Of course, policyholders should assiduously avoid giving insurers this opportunity to deny coverage for a covered claim (and given the scope of exclusions few enough claims are covered to begin with). The advice I always give policyholders is this: “Notice is like voting in Chicago – do it early and often.” See generally Marc Mayerson, Pursuing and Perfecting Liability Insurance Coverage: A Primer for Policyholders on Complying with Notice Obligations, 32 Tort & Ins. L. J. 1003 (1997).

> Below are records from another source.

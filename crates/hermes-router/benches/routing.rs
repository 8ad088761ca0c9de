//! Routing benchmarks.
//!
//! Run with: `cargo bench -p hermes-router`

use criterion::{black_box, criterion_group, criterion_main, Criterion};
use hermes_router::{RouteId, RoutePath, Router};
use http::Method;

fn build_router(num_routes: usize) -> Router {
    let mut router = Router::new();
    let mut next = 0usize;
    let mut add = |router: &mut Router, path: RoutePath| {
        router
            .insert(&path, Some(&Method::GET), RouteId(next))
            .expect("valid route");
        next += 1;
    };

    for i in 0..num_routes / 3 {
        add(&mut router, RoutePath::literal(format!("/api/v1/resource{i}")));
        add(&mut router, RoutePath::literal(format!("/api/v1/resource{i}/:id")));
    }
    for i in 0..num_routes / 3 {
        let pattern = RoutePath::pattern(format!(r"^\/api\/v2\/resource{i}\/(\d+)$"), "")
            .expect("valid pattern");
        add(&mut router, pattern);
    }

    router
}

fn bench_literal_match(c: &mut Criterion) {
    let router = build_router(99);
    c.bench_function("literal_param_match", |b| {
        b.iter(|| black_box(router.match_route(&Method::GET, "/api/v1/resource25/12345")));
    });
}

fn bench_pattern_match(c: &mut Criterion) {
    let router = build_router(99);
    c.bench_function("pattern_match", |b| {
        b.iter(|| black_box(router.match_route(&Method::GET, "/api/v2/resource30/12345")));
    });
}

fn bench_miss(c: &mut Criterion) {
    let router = build_router(99);
    c.bench_function("miss", |b| {
        b.iter(|| black_box(router.match_route(&Method::GET, "/api/v3/nothing")));
    });
}

criterion_group!(benches, bench_literal_match, bench_pattern_match, bench_miss);
criterion_main!(benches);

But when a policyholder for whatever reason has not provided notice as soon as one would like, then we need to frame the legal question properly for the courts to consider, and analytically the twin principles of “materiality” and “covenant” are key. Insurers are not at the mercy of their tardy policyholders, however, in that they may have a remedy commensurate with the breach. A carrier conceivably may be released from performance if it proves actual harm to its interests from the paths not taken that it would in fact have pursued. Cf. Clemmer v. Hartford Ins. Co., 22 Cal. 3d 865, 883 n.12 (1978) (insurer would need to demonstrate that it would have (i) actually exercised control over the litigation, (ii) plotted and executed a course of action materially different from that undertaken by the insured, and (iii) obtained substantially better results). An insurer may be able to prove its damages from late notice, such as the example Lord Justice Mance provides of losing the opportunity to obtain reinsurance recovery. And no doubt policyholders should act with alacrity in providing notice and getting their insurers involved, but the issue ultimately is whether the courts should mangle the rules of contract to protect insurance companies and deny coverage to policyholders at the time of loss – their time of need. Kicking a fella when he’s down usually is not what anyone considers to be proper, and it is thus all the more surprising indeed where the kicker is a quasi-fiduciary that was paid to be there for the insured precisely at his time of need.